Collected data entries
┄┄┄┄┄┄

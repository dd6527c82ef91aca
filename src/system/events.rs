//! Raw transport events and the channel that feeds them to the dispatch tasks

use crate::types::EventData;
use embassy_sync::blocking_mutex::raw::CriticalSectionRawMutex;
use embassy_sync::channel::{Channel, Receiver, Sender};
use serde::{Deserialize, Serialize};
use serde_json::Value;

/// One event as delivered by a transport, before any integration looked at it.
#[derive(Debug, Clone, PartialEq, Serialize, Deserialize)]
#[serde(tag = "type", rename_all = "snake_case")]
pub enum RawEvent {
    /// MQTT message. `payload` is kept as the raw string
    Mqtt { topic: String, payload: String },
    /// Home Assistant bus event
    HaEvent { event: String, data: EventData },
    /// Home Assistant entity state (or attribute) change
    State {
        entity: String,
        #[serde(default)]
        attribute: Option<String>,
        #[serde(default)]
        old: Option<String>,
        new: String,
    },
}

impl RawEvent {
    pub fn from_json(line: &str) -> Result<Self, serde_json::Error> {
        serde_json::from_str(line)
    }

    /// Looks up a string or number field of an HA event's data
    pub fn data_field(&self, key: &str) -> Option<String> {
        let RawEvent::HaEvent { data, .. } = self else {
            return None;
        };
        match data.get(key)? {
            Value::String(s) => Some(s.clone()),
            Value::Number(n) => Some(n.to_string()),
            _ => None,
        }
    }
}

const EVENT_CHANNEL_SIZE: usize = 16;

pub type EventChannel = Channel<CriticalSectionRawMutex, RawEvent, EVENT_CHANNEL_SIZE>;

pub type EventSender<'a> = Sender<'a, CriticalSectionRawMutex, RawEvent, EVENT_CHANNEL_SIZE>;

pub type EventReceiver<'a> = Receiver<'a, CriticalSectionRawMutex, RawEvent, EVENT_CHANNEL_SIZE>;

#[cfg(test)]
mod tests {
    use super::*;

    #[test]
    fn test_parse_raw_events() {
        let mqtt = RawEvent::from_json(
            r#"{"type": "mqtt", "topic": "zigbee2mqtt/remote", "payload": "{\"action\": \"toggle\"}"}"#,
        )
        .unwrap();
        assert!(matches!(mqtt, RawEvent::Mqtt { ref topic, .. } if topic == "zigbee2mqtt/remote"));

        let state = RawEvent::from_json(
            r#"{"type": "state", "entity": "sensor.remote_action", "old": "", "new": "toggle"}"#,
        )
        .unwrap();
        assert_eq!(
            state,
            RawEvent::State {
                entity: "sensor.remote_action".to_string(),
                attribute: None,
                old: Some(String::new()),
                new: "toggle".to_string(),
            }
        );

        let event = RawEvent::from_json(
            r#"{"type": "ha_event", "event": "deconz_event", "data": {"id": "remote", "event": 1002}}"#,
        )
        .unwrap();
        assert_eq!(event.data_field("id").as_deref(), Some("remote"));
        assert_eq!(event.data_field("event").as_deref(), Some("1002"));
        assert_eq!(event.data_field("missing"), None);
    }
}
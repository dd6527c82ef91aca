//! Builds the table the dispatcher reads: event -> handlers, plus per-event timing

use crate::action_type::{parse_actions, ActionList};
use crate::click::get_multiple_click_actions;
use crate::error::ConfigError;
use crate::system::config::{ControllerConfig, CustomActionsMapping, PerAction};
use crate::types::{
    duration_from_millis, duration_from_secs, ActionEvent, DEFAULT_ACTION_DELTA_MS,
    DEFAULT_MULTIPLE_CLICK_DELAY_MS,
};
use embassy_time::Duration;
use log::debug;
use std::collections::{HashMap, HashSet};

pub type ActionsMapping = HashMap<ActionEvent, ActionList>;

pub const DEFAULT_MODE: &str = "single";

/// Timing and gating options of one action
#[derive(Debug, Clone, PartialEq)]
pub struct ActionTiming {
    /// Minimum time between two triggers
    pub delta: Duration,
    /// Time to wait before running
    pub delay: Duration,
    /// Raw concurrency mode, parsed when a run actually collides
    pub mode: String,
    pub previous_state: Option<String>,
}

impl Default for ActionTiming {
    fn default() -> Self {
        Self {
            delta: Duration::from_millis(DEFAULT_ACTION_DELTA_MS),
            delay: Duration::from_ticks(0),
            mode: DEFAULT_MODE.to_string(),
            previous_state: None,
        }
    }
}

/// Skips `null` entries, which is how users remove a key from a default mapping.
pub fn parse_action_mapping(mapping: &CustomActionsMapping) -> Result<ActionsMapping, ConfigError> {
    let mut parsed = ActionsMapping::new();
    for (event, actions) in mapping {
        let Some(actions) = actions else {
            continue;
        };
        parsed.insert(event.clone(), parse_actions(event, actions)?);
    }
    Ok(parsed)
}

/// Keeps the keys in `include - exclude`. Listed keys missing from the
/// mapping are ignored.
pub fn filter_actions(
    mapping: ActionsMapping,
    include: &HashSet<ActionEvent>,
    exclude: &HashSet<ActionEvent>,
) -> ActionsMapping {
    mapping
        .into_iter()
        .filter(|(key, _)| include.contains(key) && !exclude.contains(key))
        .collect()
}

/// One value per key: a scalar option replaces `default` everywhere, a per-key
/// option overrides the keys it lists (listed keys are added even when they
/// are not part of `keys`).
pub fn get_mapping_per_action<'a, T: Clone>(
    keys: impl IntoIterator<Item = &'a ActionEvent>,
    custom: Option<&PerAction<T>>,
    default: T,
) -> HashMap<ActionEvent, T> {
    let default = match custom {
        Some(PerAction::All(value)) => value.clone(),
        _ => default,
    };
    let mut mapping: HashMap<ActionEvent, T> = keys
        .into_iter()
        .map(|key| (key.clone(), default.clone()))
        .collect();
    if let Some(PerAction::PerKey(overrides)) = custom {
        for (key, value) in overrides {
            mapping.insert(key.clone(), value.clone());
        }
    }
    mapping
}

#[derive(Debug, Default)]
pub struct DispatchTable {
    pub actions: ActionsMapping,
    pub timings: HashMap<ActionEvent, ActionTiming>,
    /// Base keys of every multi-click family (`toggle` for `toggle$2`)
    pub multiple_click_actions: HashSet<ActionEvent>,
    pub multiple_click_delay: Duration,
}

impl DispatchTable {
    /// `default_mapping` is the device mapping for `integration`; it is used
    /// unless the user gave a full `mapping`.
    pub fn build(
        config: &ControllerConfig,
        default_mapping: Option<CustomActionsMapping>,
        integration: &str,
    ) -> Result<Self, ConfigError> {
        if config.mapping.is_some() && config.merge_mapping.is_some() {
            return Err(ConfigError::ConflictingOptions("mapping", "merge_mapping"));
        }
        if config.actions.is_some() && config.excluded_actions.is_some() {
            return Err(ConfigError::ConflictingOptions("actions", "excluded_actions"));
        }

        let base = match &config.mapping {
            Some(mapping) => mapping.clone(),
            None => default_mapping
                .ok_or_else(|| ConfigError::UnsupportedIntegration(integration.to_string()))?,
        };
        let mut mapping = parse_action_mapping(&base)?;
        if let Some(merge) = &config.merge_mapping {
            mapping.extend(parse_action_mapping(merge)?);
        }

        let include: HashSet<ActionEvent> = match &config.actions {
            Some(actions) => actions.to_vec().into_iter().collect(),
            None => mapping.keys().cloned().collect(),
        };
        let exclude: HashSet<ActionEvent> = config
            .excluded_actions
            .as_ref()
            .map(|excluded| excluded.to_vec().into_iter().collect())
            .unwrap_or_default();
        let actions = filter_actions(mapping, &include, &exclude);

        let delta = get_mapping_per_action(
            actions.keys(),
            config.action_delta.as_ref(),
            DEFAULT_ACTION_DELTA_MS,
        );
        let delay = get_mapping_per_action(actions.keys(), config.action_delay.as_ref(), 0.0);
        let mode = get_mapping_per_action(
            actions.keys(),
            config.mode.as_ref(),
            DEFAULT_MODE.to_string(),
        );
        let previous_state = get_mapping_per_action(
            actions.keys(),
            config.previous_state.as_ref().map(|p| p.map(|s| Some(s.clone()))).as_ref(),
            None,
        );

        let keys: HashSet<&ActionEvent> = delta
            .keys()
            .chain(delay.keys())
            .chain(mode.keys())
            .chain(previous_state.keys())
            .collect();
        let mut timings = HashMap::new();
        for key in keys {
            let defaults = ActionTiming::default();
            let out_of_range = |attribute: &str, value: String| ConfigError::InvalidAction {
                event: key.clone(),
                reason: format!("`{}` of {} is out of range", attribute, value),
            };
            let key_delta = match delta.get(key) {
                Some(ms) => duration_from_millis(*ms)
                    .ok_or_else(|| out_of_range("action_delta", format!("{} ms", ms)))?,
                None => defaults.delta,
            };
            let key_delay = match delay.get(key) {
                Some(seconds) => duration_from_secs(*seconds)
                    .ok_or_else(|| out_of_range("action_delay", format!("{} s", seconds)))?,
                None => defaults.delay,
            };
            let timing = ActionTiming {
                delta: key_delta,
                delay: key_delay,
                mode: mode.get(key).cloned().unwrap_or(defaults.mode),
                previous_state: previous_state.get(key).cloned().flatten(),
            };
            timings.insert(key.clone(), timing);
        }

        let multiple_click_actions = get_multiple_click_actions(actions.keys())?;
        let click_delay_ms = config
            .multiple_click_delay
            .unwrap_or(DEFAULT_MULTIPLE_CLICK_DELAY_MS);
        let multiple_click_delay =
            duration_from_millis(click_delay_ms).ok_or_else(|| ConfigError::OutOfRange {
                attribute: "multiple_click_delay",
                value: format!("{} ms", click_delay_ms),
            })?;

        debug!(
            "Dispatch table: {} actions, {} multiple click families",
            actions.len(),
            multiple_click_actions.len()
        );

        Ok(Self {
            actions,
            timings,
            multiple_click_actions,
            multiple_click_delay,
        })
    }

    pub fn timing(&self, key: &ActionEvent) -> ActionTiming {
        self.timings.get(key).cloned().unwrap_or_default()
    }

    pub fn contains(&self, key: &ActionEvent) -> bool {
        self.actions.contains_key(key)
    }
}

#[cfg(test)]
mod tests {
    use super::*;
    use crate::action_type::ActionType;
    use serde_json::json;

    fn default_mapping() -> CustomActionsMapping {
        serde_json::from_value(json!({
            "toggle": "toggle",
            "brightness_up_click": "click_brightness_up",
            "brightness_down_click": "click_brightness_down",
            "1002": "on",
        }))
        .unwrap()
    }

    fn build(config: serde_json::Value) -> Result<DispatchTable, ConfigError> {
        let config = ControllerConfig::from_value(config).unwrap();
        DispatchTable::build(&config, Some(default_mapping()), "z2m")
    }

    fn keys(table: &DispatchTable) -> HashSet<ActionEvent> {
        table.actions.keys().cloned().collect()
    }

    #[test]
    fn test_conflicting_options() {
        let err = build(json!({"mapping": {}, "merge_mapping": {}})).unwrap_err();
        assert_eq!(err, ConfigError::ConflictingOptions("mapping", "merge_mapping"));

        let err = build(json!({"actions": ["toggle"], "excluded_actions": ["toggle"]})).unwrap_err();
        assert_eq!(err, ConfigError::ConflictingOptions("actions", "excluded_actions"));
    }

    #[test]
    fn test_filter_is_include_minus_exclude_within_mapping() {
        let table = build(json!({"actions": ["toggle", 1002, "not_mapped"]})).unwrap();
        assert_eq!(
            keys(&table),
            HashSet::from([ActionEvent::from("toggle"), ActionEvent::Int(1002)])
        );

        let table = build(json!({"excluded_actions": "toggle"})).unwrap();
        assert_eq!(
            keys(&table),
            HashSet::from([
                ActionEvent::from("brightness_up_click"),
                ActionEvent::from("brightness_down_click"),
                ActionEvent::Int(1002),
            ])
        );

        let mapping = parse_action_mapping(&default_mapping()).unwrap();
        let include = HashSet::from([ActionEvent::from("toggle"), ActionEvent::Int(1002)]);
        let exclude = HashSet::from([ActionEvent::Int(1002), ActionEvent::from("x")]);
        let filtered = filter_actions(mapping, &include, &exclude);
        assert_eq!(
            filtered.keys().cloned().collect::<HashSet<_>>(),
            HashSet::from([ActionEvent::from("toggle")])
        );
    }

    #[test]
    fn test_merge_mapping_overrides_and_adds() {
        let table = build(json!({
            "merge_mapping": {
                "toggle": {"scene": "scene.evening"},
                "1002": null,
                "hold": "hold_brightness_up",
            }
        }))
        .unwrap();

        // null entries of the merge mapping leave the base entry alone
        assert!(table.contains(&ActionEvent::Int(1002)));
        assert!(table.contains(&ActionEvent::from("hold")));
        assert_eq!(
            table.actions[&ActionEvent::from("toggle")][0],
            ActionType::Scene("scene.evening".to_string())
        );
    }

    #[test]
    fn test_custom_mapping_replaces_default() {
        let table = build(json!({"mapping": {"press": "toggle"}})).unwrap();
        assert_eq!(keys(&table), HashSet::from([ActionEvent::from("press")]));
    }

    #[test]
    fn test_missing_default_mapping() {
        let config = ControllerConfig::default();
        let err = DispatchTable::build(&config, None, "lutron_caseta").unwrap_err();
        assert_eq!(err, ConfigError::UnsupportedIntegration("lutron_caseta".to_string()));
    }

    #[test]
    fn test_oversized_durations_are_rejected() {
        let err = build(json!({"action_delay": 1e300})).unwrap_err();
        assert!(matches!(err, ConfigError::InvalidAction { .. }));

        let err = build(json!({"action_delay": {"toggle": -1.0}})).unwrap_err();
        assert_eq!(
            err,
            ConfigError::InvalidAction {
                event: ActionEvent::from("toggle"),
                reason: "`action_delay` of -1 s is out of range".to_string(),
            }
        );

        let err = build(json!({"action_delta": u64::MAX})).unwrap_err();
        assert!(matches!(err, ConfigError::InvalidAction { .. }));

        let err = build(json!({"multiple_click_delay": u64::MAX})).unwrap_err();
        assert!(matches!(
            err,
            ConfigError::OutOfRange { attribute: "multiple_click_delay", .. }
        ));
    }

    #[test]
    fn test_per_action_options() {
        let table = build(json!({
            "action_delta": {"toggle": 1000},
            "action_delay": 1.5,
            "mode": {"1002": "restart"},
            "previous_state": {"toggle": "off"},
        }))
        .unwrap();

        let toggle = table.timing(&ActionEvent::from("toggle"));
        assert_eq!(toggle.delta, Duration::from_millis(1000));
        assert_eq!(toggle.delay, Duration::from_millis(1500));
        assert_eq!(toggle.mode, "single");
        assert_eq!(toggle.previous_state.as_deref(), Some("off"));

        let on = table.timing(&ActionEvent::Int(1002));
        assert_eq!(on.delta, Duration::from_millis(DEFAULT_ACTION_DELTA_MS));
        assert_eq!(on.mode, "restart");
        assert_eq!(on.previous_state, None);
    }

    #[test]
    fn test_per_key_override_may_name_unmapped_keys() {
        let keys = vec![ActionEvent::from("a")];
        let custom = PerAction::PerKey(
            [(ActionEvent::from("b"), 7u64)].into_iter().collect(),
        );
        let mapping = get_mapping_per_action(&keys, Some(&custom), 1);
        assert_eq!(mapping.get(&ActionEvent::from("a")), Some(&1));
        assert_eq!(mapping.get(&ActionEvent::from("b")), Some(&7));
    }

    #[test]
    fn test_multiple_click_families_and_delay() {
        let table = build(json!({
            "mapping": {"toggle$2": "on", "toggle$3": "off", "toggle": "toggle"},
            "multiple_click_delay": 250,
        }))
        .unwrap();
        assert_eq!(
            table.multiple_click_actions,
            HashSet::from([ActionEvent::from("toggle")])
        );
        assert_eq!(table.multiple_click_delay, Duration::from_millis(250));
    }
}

┄┄┄┄┄┄

**WHAT YOU NEED TO DO:** Tally the lines in the records above that contain the string "parsed" and report only the tally.

**SOLVED PROBLEM:** 4